December 29, 1990. Justice Undone

Today, I feel old. It’s not just that I turned 40 earlier this year, bidding my last illusions of youth goodbye. In addition to age, my weary sigh comes with deflated resignation on this dark day. Videla, Massera, Viola, all of the pigs of the Proceso walk free. President Menem hasn’t released the paperwork yet, but the decision is final. My stomach turned today when I read that Videla left his already generous Magdelena prison cottage by helicopter.

Today, the hope I felt flushed with five years ago wilts. Alfonsin’s Comisión Nacional sobre la Desaparición de Personas published their Nunca Más report in 1984, bringing to public light many atrocities of the regime’s secret crimes.

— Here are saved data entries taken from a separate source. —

//! Scenario runner - solves arrangements and checks the solver's invariants.

use crate::arrangement::{format_positions, format_rounds, FirstYes};
use crate::scenarios::ScenarioId;

use logicians_core::{
    Outcome, Position, Round, Simulation, SolveError, SolverConfig, WorldIndexer, WorldTable,
};
use serde::Serialize;
use std::collections::BTreeMap;
use std::time::Instant;
use tracing::{debug, info, warn};

/// Results from running a scenario.
#[derive(Debug, Clone)]
pub struct ScenarioResult {
    /// Scenario that was run
    pub scenario: ScenarioId,

    /// Whether every check passed
    pub passed: bool,

    /// First-yes rounds (0-based), empty if the solver failed
    pub first_yes: Vec<Option<Round>>,

    /// Rounds performed until the fixed point
    pub rounds_performed: usize,

    /// Size of the world table
    pub total_worlds: usize,

    /// Worlds still live at the end
    pub live_worlds: usize,

    /// Wall-clock time spent solving
    pub elapsed_ms: u128,

    /// Failure message if any
    pub failure_reason: Option<String>,
}

/// One scenario line of [`ScenarioSummary`], rounds written 1-based.
#[derive(Debug, Clone, Serialize)]
pub struct ScenarioEntry {
    pub scenario: &'static str,
    pub passed: bool,
    pub first_yes: String,
    pub rounds: usize,
    pub worlds: usize,
    pub live_worlds: usize,
    pub elapsed_ms: u64,
    pub failure_reason: Option<String>,
}

impl From<&ScenarioResult> for ScenarioEntry {
    fn from(result: &ScenarioResult) -> Self {
        Self {
            scenario: result.scenario.name(),
            passed: result.passed,
            first_yes: format_rounds(&result.first_yes),
            rounds: result.rounds_performed,
            worlds: result.total_worlds,
            live_worlds: result.live_worlds,
            elapsed_ms: u64::try_from(result.elapsed_ms).unwrap_or(u64::MAX),
            failure_reason: result.failure_reason.clone(),
        }
    }
}

/// Pass/fail totals over a batch of scenario runs.
#[derive(Debug, Clone, Serialize)]
pub struct ScenarioSummary {
    pub total: usize,
    pub passed: usize,
    pub failed: usize,
    pub results: Vec<ScenarioEntry>,
}

impl ScenarioSummary {
    pub fn new(results: &[ScenarioResult]) -> Self {
        let passed = results.iter().filter(|r| r.passed).count();
        Self {
            total: results.len(),
            passed,
            failed: results.len() - passed,
            results: results.iter().map(ScenarioEntry::from).collect(),
        }
    }

    /// True if every scenario passed.
    pub fn all_passed(&self) -> bool {
        self.failed == 0
    }

    /// Serializes to pretty JSON.
    pub fn to_json(&self) -> serde_json::Result<String> {
        serde_json::to_string_pretty(self)
    }
}

/// A solved arrangement plus any invariant it broke.
#[derive(Debug, Clone)]
pub struct CheckedRun {
    pub outcome: Outcome,
    pub violations: Vec<String>,
}

impl CheckedRun {
    /// True if no invariant was broken.
    pub fn passed(&self) -> bool {
        self.violations.is_empty()
    }
}

/// Aggregate over every arrangement of a given size.
#[derive(Debug, Clone, Default, Serialize)]
pub struct SweepReport {
    pub num_logicians: usize,
    pub num_positions: usize,

    /// Arrangements solved
    pub arrangements: usize,

    /// How many logicians first said yes in each round, never last
    pub histogram: BTreeMap<FirstYes, usize>,

    /// Latest first-yes round seen (0-based)
    pub latest_round: Option<Round>,

    /// Largest number of rounds any arrangement needed
    pub most_rounds: usize,

    /// One line per broken invariant
    pub failures: Vec<String>,
}

impl SweepReport {
    /// True if no arrangement broke an invariant.
    pub fn passed(&self) -> bool {
        self.failures.is_empty()
    }

    /// One printable line per histogram bucket, in round order.
    pub fn histogram_lines(&self) -> Vec<String> {
        self.histogram
            .iter()
            .map(|(round, count)| format!("round {:>3}: {}", round, count))
            .collect()
    }

    /// Serializes to pretty JSON.
    pub fn to_json(&self) -> serde_json::Result<String> {
        serde_json::to_string_pretty(self)
    }
}

/// Solves arrangements and checks them.
pub struct ScenarioRunner {
    config: SolverConfig,
}

impl ScenarioRunner {
    /// Creates a runner with the given solver limits.
    pub fn new(config: SolverConfig) -> Self {
        Self { config }
    }

    /// Solves `arrangement` and checks it against the solver invariants:
    /// the real world survives, the run settles within the world count,
    /// and mirroring or relabelling the arrangement moves the result along.
    pub fn check(
        &self,
        num_logicians: usize,
        num_positions: usize,
        arrangement: &[Position],
    ) -> Result<CheckedRun, SolveError> {
        let mut sim = Simulation::new(
            self.config.clone(),
            num_logicians,
            num_positions,
            arrangement,
        )?;
        while !sim.is_settled() {
            sim.step()?;
        }
        let mut violations = Vec::new();
        if sim.table().get(arrangement).is_some() {
            violations.push("real arrangement was ruled out".to_string());
        }
        let outcome = sim.run()?;

        if outcome.rounds_performed() > outcome.total_worlds + 1 {
            violations.push(format!(
                "took {} rounds for {} worlds",
                outcome.rounds_performed(),
                outcome.total_worlds
            ));
        }

        let last = (num_positions - 1) as Position;
        let mirrored: Vec<Position> = arrangement.iter().map(|&p| last - p).collect();
        let mirrored_yes = self.solve(num_logicians, num_positions, &mirrored)?;
        if mirrored_yes != outcome.first_yes {
            violations.push(format!(
                "mirror image gave {:?}, expected {:?}",
                mirrored_yes, outcome.first_yes
            ));
        }

        let reversed: Vec<Position> = arrangement.iter().rev().copied().collect();
        let mut reversed_yes = self.solve(num_logicians, num_positions, &reversed)?;
        reversed_yes.reverse();
        if reversed_yes != outcome.first_yes {
            violations.push(format!(
                "relabelled logicians gave {:?}, expected {:?}",
                reversed_yes, outcome.first_yes
            ));
        }

        Ok(CheckedRun {
            outcome,
            violations,
        })
    }

    fn solve(
        &self,
        num_logicians: usize,
        num_positions: usize,
        arrangement: &[Position],
    ) -> Result<Vec<Option<Round>>, SolveError> {
        let outcome = Simulation::new(
            self.config.clone(),
            num_logicians,
            num_positions,
            arrangement,
        )?
        .run()?;
        Ok(outcome.first_yes)
    }

    /// Runs a scenario and returns the result.
    pub fn run(&self, scenario: ScenarioId) -> ScenarioResult {
        info!("Starting scenario: {} ({})", scenario.name(), scenario.description());
        let setup = scenario.setup();
        let started = Instant::now();

        let checked = self.check(setup.num_logicians, setup.num_positions, &setup.arrangement);
        let elapsed_ms = started.elapsed().as_millis();

        let checked = match checked {
            Ok(checked) => checked,
            Err(e) => {
                warn!("Scenario {} could not be solved: {}", scenario, e);
                return ScenarioResult {
                    scenario,
                    passed: false,
                    first_yes: Vec::new(),
                    rounds_performed: 0,
                    total_worlds: 0,
                    live_worlds: 0,
                    elapsed_ms,
                    failure_reason: Some(e.to_string()),
                };
            }
        };

        let mut failures = checked.violations.clone();
        if let Some(expected) = scenario.expected() {
            if expected != checked.outcome.first_yes {
                failures.push(format!(
                    "expected {:?}, got {:?}",
                    expected, checked.outcome.first_yes
                ));
            }
        }

        ScenarioResult {
            scenario,
            passed: failures.is_empty(),
            rounds_performed: checked.outcome.rounds_performed(),
            total_worlds: checked.outcome.total_worlds,
            live_worlds: checked.outcome.live_worlds(),
            first_yes: checked.outcome.first_yes,
            elapsed_ms,
            failure_reason: if failures.is_empty() {
                None
            } else {
                Some(failures.join("; "))
            },
        }
    }

    /// Solves every arrangement of `num_logicians` on `num_positions`.
    pub fn sweep(
        &self,
        num_logicians: usize,
        num_positions: usize,
    ) -> Result<SweepReport, SolveError> {
        self.config.admit(num_logicians, num_positions)?;
        let indexer = WorldIndexer::new(num_logicians, num_positions)
            .ok_or_else(|| SolveError::world_overflow(self.config.max_worlds))?;
        let arrangements = WorldTable::new(indexer);
        info!(
            "Sweeping {} arrangements of {} logicians on {} positions",
            arrangements.len(),
            num_logicians,
            num_positions
        );

        let mut report = SweepReport {
            num_logicians,
            num_positions,
            ..Default::default()
        };

        for index in 0..arrangements.len() {
            let arrangement = arrangements.world(index);
            let checked = self.check(num_logicians, num_positions, arrangement)?;
            report.arrangements += 1;
            report.most_rounds = report.most_rounds.max(checked.outcome.rounds_performed());

            for &round in &checked.outcome.first_yes {
                *report.histogram.entry(FirstYes(round)).or_default() += 1;
                if round > report.latest_round {
                    report.latest_round = round;
                }
            }
            for violation in checked.violations {
                let line = format!("[{}] {}", format_positions(arrangement), violation);
                warn!("{}", line);
                report.failures.push(line);
            }
            if index % 1000 == 0 {
                debug!("  swept {}/{}", index + 1, arrangements.len());
            }
        }

        Ok(report)
    }
}

impl Default for ScenarioRunner {
    fn default() -> Self {
        Self::new(SolverConfig::default())
    }
}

Riding that wave of justice, Argentina in 1985 marked the first time any nation in South America put former military rulers on trial while the armed forces were still intact. Pablo (who had just returned from the States) and I celebrated with abandon when the news broke that Videla had been sentenced to confinement for life. Finally, it felt like Argentina was taking real steps towards facing its pain.

Today, that momentum feels to have reversed. Instead of the lifetime he deserves, Videla walks after just five years. Five years for the thousands of lives extinguished. Five years for the many more thousands of families and friendships broken, exponentially for each individual desaparecido. Five years for the cultural torture he and Massera placed on all of our society, twisting language to their terrible ends and eroding the fabric of our communities. Five years.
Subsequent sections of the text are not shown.